EXERCISE DETAILS: Transcribe the data exactly. Leave nothing out.

RECORDS TO PROCESS:
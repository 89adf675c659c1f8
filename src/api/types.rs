//! Common API types and data structures

use crate::core::types::AnchorId;
use crate::processing::aggregator::AggregatorStats;
use crate::processing::worker::WorkerReport;
use crate::utils::config::ConfigError;
use serde::{Deserialize, Serialize};
use thiserror::Error;

/// Result type for API operations
pub type ApiResult<T> = Result<T, ApiError>;

/// Engine-side errors surfaced to callers
#[derive(Error, Debug, Clone, PartialEq)]
pub enum ApiError {
    /// Reading from an anchor outside the configured topology
    #[error("unknown anchor '{anchor_id}'")]
    UnknownAnchor { anchor_id: AnchorId },

    #[error("solver worker is already running")]
    AlreadyRunning,

    #[error("solver worker is not running")]
    NotRunning,

    #[error("work queue is closed")]
    QueueClosed,

    #[error("configuration error: {0}")]
    Configuration(#[from] ConfigError),

    #[error("worker failure: {details}")]
    Worker { details: String },
}

/// What happened to a submitted reading
#[derive(Debug, Clone, Copy, PartialEq, Eq, Serialize, Deserialize)]
pub enum SubmitStatus {
    /// Stored; the window still lacks readings
    Buffered { collected: usize, required: usize },
    /// Completed a window whose set is now queued for solving
    Queued { sequence: u64 },
    /// Queued, but only after evicting an older set from a full queue
    QueuedEvicting { sequence: u64, evicted: u64 },
    /// Completed a window but the full queue discarded the set
    Dropped { sequence: u64 },
}

impl SubmitStatus {
    /// Sequence number of the completed set, if this reading completed one
    pub fn sequence(&self) -> Option<u64> {
        match self {
            SubmitStatus::Buffered { .. } => None,
            SubmitStatus::Queued { sequence }
            | SubmitStatus::QueuedEvicting { sequence, .. }
            | SubmitStatus::Dropped { sequence } => Some(*sequence),
        }
    }
}

/// Point-in-time view of the whole pipeline
#[derive(Debug, Clone, PartialEq, Serialize, Deserialize)]
pub struct EngineStatus {
    pub running: bool,
    pub aggregator: AggregatorStats,
    /// Anchors with a reading in the open window
    pub pending_anchors: Vec<AnchorId>,
    pub queue_len: usize,
    pub queue_dropped: u64,
    pub log_len: usize,
    pub failures: u64,
    /// Counts from the running worker, or the last stopped one
    pub worker: WorkerReport,
}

ANSWER:
repository 89adf675c659c1f8
filename src/api/types.rs
//! Common API types and data structures

use crate::core::types::AnchorId;
use crate::processing::aggregator::AggregatorStats;
use crate::processing::worker::WorkerReport;
use crate::utils::config::ConfigError;
use serde::{Deserialize, Serialize};
use thiserror::Error;

/// Result type for API operations
pub type ApiResult<T> = Result<T, ApiError>;

/// Engine-side errors surfaced to callers
#[derive(Error, Debug, Clone, PartialEq)]
pub enum ApiError {
    /// Reading from an anchor outside the configured topology
    #[error("unknown anchor '{anchor_id}'")]
    UnknownAnchor { anchor_id: AnchorId },

    #[error("solver worker is already running")]
    AlreadyRunning,

    #[error("solver worker is not running")]
    NotRunning,

    #[error("work queue is closed")]
    QueueClosed,

    #[error("configuration error: {0}")]
    Configuration(#[from] ConfigError),

    #[error("worker failure: {details}")]
    Worker { details: String },
}

/// What happened to a submitted reading
#[derive(Debug, Clone, Copy, PartialEq, Eq, Serialize, Deserialize)]
pub enum SubmitStatus {
    /// Stored; the window still lacks readings
    Buffered { collected: usize, required: usize },
    /// Completed a window whose set is now queued for solving
    Queued { sequence: u64 },
    /// Queued, but only after evicting an older set from a full queue
    QueuedEvicting { sequence: u64, evicted: u64 },
    /// Completed a window but the full queue discarded the set
    Dropped { sequence: u64 },
}

impl SubmitStatus {
    /// Sequence number of the completed set, if this reading completed one
    pub fn sequence(&self) -> Option<u64> {
        match self {
            SubmitStatus::Buffered { .. } => None,
            SubmitStatus::Queued { sequence }
            | SubmitStatus::QueuedEvicting { sequence, .. }
            | SubmitStatus::Dropped { sequence } => Some(*sequence),
        }
    }
}

/// Point-in-time view of the whole pipeline
#[derive(Debug, Clone, PartialEq, Serialize, Deserialize)]
pub struct EngineStatus {
    pub running: bool,
    pub aggregator: AggregatorStats,
    /// Anchors with a reading in the open window
    pub pending_anchors: Vec<AnchorId>,
    pub queue_len: usize,
    pub queue_dropped: u64,
    pub log_len: usize,
    pub failures: u64,
    /// Counts from the running worker, or the last stopped one
    pub worker: WorkerReport,
}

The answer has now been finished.